Nutrition

Alternative Types of Yogurt

You know yogurt is good for your gut, full of calcium and protein, and generally a healthy snack. But are you aware that there are multiple kinds, beyond the traditional offering? Here are some alternative types of to consider.

Lactose-free

If you can’t tolerate the lactose in dairy, you can still eat traditional yogurt made from cow’s milk. Some brands sell a lactose-free version, which means it’s been treated to break down the sugar that’s found in milk.

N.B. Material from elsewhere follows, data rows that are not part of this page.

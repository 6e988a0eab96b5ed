//! Replication is achieved through a simplistic leader/follower model.
//!
//! The [`LeaderNode`] is the designated leader. It assigns sequence numbers to
//! local writes and hands them to a [`ReplicationOrchestrator`], which fans them
//! out to every follower through a [`ReplicaTransport`] and reports whether a
//! write quorum confirmed in time. A [`FollowerNode`] only accepts replicated
//! writes and applies them if they are newer than what it holds.

mod client;
mod orchestrator;
mod server;
mod transport;

use serde::{Deserialize, Serialize};
use std::fmt::Display;

pub use client::TcpTransport;
pub use orchestrator::{
    AttemptReport, DelayModel, ReplicationConfig, ReplicationOrchestrator, UnitOutcome,
};
pub use server::{FollowerNode, LeaderNode};
pub use transport::{LocalTransport, ReplicaTransport};

#[derive(Debug, Clone, Copy, PartialEq, Eq, Serialize, Deserialize, clap::ValueEnum)]
pub enum Mode {
    Leader,
    Follower,
}

impl From<Mode> for clap::builder::OsStr {
    fn from(value: Mode) -> Self {
        match value {
            Mode::Leader => "leader".into(),
            Mode::Follower => "follower".into(),
        }
    }
}

impl Display for Mode {
    fn fmt(&self, f: &mut std::fmt::Formatter<'_>) -> std::fmt::Result {
        match self {
            Self::Leader => write!(f, "leader"),
            Self::Follower => write!(f, "follower"),
        }
    }
}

TIP: If a recipe calls for an ingredient that contains lactose—such as sour cream or buttermilk—you can substitute lactose-free yogurt instead.

Non-dairy

If you’re vegan or just avoiding dairy, there are non-dairy alternatives available. These low-sugar options are made with soy milk, coconut milk or almond milk. If you don’t like one type, try another, as each has its own flavor and slightly different consistency.

Greek

This popular yogurt is strained to remove the whey and liquid. It has a thicker consistency than traditional types and double the protein. Most Greek yogurts also have fewer carbs and less sugar than traditional versions. It’s available in non-fat, 2% fat and full fat.

Kefir

This fermented drink is especially healthy due to its long fermentation process which beefs up the probiotics, as well as the kefir grains that contain gut-boosting bacteria and yeasts. With a slightly tart taste, kefir can be made with a variety of milks, including cow, soy, rice, goat and even sheep.

Icelandic

Also known as Skyr, Icelandic yogurt is popping up in grocery stores with great fanfare. It’s thicker than Greek yogurt with a tangy taste. You’ll get lots of calcium, little fat and plenty of protein.

Australian

Falling somewhere between traditional and Greek in terms of texture, Australian yogurt is unstrained and exceptionally creamy. A longer and slower cooking time give it a velvety texture that just melts in your mouth.